Limit Time on the Toilet
Sitting on the toilet puts direct pressure on the veins around your anus, even when you’re not actively straining. Scrolling your phone extends that pressure well beyond what’s necessary. Research on smartphone use and hemorrhoid risk supports keeping toilet sessions under 5 minutes. Go when you feel the urge, do what you need to do, and get up. If nothing happens within a few minutes, stand and try again later.
Never Ignore the Urge
When you delay a bowel movement, stool sits in the rectum and continues to lose water. Over time it becomes large, dry, and hard, which means more straining to pass it. Habitually ignoring the urge can also reduce your rectum’s sensitivity, making it harder to recognize when you need to go. This creates a cycle of fecal retention, harder stools, and increased pressure on rectal veins. Treat the urge to go as a priority, not something to postpone for convenience.
Stay Active
Regular aerobic exercise keeps your bowels moving. Physical activity stimulates intestinal motility in a dose-dependent way: even low-intensity exercise like walking accelerates the rate at which food moves through your digestive tract. Exercise also reduces chronic inflammation in the gut, improves the composition of your gut bacteria, and supports the production of short-chain fatty acids that maintain a healthy intestinal lining. All of these effects contribute to softer, more regular stools.
You don’t need intense workouts. Walking, swimming, and light jogging are effective and well-tolerated. In fact, very high-intensity exercise (especially heavy weightlifting with breath-holding) can temporarily spike pressure in your abdomen and have the opposite effect. Moderate, consistent activity is the goal. Even 20 to 30 minutes of brisk walking most days makes a measurable difference in bowel regularity.
Manage Your Weight and Posture
Excess body weight increases pressure on the pelvic floor and the veins that drain the lower rectum. The heavier the load bearing down on these vessels, the more likely blood is to pool and cause swelling.
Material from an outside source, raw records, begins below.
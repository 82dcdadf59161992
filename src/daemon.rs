//! Daemon event loop
//!
//! One task owns every piece of mutable core state: the license store, the
//! session registry and its live handles, and the reactivation counter. Bot
//! events, gateway commands, and the watchdog ticker all converge here, so
//! per-user and per-phone operations are naturally serialized.

use crate::commands::{self, Command};
use crate::config::Config;
use crate::error::{Error, Result};
use crate::gateway::{self, AppState, StatusSnapshot};
use crate::license::LicenseManager;
use crate::payment::{self, CallbackAction};
use crate::relay::ProcessConnector;
use crate::sessions::SessionRegistry;
use crate::supervisor::SessionSupervisor;
use crate::transport::{BotEvent, BotTransport, Button, TelegramBot};
use crate::users::{Plan, UserStore};
use crate::watchdog::{self, ReactivationState, RepairReport};
use chrono::Utc;
use std::sync::Arc;
use tokio::net::TcpListener;
use tokio::sync::{mpsc, oneshot, watch};
use tokio::time::MissedTickBehavior;
use tracing::{debug, error, info, warn};

/// Mutating requests handed to the event loop from other tasks.
#[derive(Debug)]
pub enum LoopCommand {
    Reactivate {
        reply: oneshot::Sender<RepairReport>,
    },
}

pub struct BotDaemon {
    config: Config,
    transport: Arc<dyn BotTransport>,
    licenses: LicenseManager,
    relays: SessionSupervisor,
    reactivation: ReactivationState,
    primary_connected: bool,
    snapshot_tx: watch::Sender<StatusSnapshot>,
}
//! Payment-request workflow
//!
//! Two-step handshake decoupled in time: the user requests a plan from an
//! inline button, the admin later activates it. Callback payloads are decoded
//! once at the boundary into a closed action type; anything unrecognized is a
//! validation error, never silently dropped.

use crate::error::{Error, Result};
use crate::license::LicenseManager;
use crate::users::{Plan, UserStatus};
use chrono::{DateTime, Utc};
use std::time::Duration;

/// Decoded inline-button action.
///
/// `RequestPayment` carries the acting user baked into the payload at render
/// time; the handler must check it against the event's actual sender before
/// touching any record.
#[derive(Debug, Clone, PartialEq, Eq)]
pub enum CallbackAction {
    RequestPayment { plan: Plan, acting_user: String },
    CancelPayment,
}

/// Wire payload for a plan-request button.
pub fn encode_request(plan: Plan, acting_user: &str) -> String {
    format!("pay_{}_{}", plan.as_str(), acting_user)
}

/// Wire payload for the cancel button.
pub const CANCEL_PAYLOAD: &str = "cancel_payment";

/// Decode a raw callback payload. Rejects anything that is not exactly one
/// of the known shapes.
pub fn decode_callback(data: &[u8]) -> Result<CallbackAction> {
    let text = std::str::from_utf8(data)
        .map_err(|_| Error::InvalidCallback("non-utf8 payload".to_string()))?;

    if text == CANCEL_PAYLOAD {
        return Ok(CallbackAction::CancelPayment);
    }

    if let Some(rest) = text.strip_prefix("pay_") {
        if let Some((plan_raw, user_id)) = rest.split_once('_') {
            if user_id.is_empty() {
                return Err(Error::InvalidCallback(text.to_string()));
            }
            let plan: Plan = plan_raw.parse()?;
            return Ok(CallbackAction::RequestPayment {
                plan,
                acting_user: user_id.to_string(),
            });
        }
    }

    Err(Error::InvalidCallback(text.to_string()))
}

/// Verify that the identity embedded in the action matches the actual event
/// sender. A mismatch is a security fault: rejected without mutating.
pub fn authorize(action: &CallbackAction, sender_id: &str) -> Result<()> {
    match action {
        CallbackAction::RequestPayment { acting_user, .. } if acting_user != sender_id => {
            Err(Error::Unauthorized(format!(
                "callback for user {} from sender {}",
                acting_user, sender_id
            )))
        }
        _ => Ok(()),
    }
}

/// Outcome of a successful payment request, used to build the admin and
/// user notifications.
#[derive(Debug, Clone)]
pub struct PaymentTicket {
    pub user_id: String,
    pub plan: Plan,
    pub requested_at: DateTime<Utc>,
}

/// Record a payment request.
///
/// Re-requesting the same plan while a fresh request is pending fails with
/// `AlreadyRequested`; a different plan overwrites the pending request
/// (last write wins). `pending_ttl` is the configurable staleness policy:
/// a pending request older than the ttl no longer blocks anything.
pub async fn request_payment(
    licenses: &mut LicenseManager,
    user_id: &str,
    plan: Plan,
    pending_ttl: Option<Duration>,
) -> Result<PaymentTicket> {
    // Lazy registration, same as first contact
    licenses.register_new_user(user_id).await?;

    let now = Utc::now();
    let record = licenses
        .store_mut()
        .get_mut(user_id)
        .ok_or_else(|| Error::UserNotFound(user_id.to_string()))?;

    if record.status == UserStatus::PaymentRequested && record.requested_plan == Some(plan) {
        let stale = match (pending_ttl, record.payment_requested_at) {
            (Some(ttl), Some(at)) => {
                now - at > chrono::Duration::from_std(ttl).unwrap_or_default()
            }
            _ => false,
        };
        if !stale {
            return Err(Error::AlreadyRequested(plan.as_str().to_string()));
        }
    }

    record.status = UserStatus::PaymentRequested;
    record.requested_plan = Some(plan);
    record.payment_requested_at = Some(now);
    record.updated_at = now;

    licenses.store().save().await?;

    Ok(PaymentTicket {
        user_id: user_id.to_string(),
        plan,
        requested_at: now,
    })
}

/// Clear a pending payment request. Always safe: a call with nothing
/// pending is a no-op. Status reverts to inactive unless the record is
/// already active.
pub async fn cancel_payment(licenses: &mut LicenseManager, user_id: &str) -> Result<()> {
    let Some(record) = licenses.store_mut().get_mut(user_id) else {
        return Ok(());
    };

    if record.status != UserStatus::PaymentRequested && record.requested_plan.is_none() {
        return Ok(());
    }

    record.requested_plan = None;
    record.payment_requested_at = None;
    if record.status == UserStatus::PaymentRequested {
        record.status = UserStatus::Inactive;
    }
    record.updated_at = Utc::now();

    licenses.store().save().await?;
    Ok(())
}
Maintaining a healthy weight through diet and activity reduces this mechanical pressure.
Prolonged sitting and standing also matter. Both positions sustain pressure on the pelvic area for extended periods. If your job requires long hours at a desk, take brief walking breaks every 30 to 60 minutes. If you stand for work, shift your weight regularly and sit down when possible. Lying on your side is the position that takes the most pressure off the pelvic veins, which is why this is commonly recommended during pregnancy, when hemorrhoid risk rises due to the added weight of the growing uterus.
Pregnancy-Specific Prevention
Pregnancy substantially increases hemorrhoid risk because of the growing weight pressing on pelvic veins and hormonal changes that slow digestion. The strategies above apply during pregnancy, but a few points deserve extra emphasis. Fiber and fluid intake become even more important as progesterone slows bowel motility. Lying on your side, particularly the left side, relieves pressure on the major veins that drain the lower body. Avoid sitting or standing in one position for long stretches, and keep stools soft to minimize any straining. Most pregnancy-related hemorrhoids improve after delivery as the extra pressure resolves.
Putting It All Together
Preventing piles comes down to two principles: keep your stools soft and reduce pressure on the veins around your anus. A fiber-rich diet with adequate water handles the first. Sensible bathroom habits, regular movement, and weight management handle the second. None of these changes require medication or special equipment. They’re ordinary habits that, done consistently, make hemorrhoids far less likely to develop or return.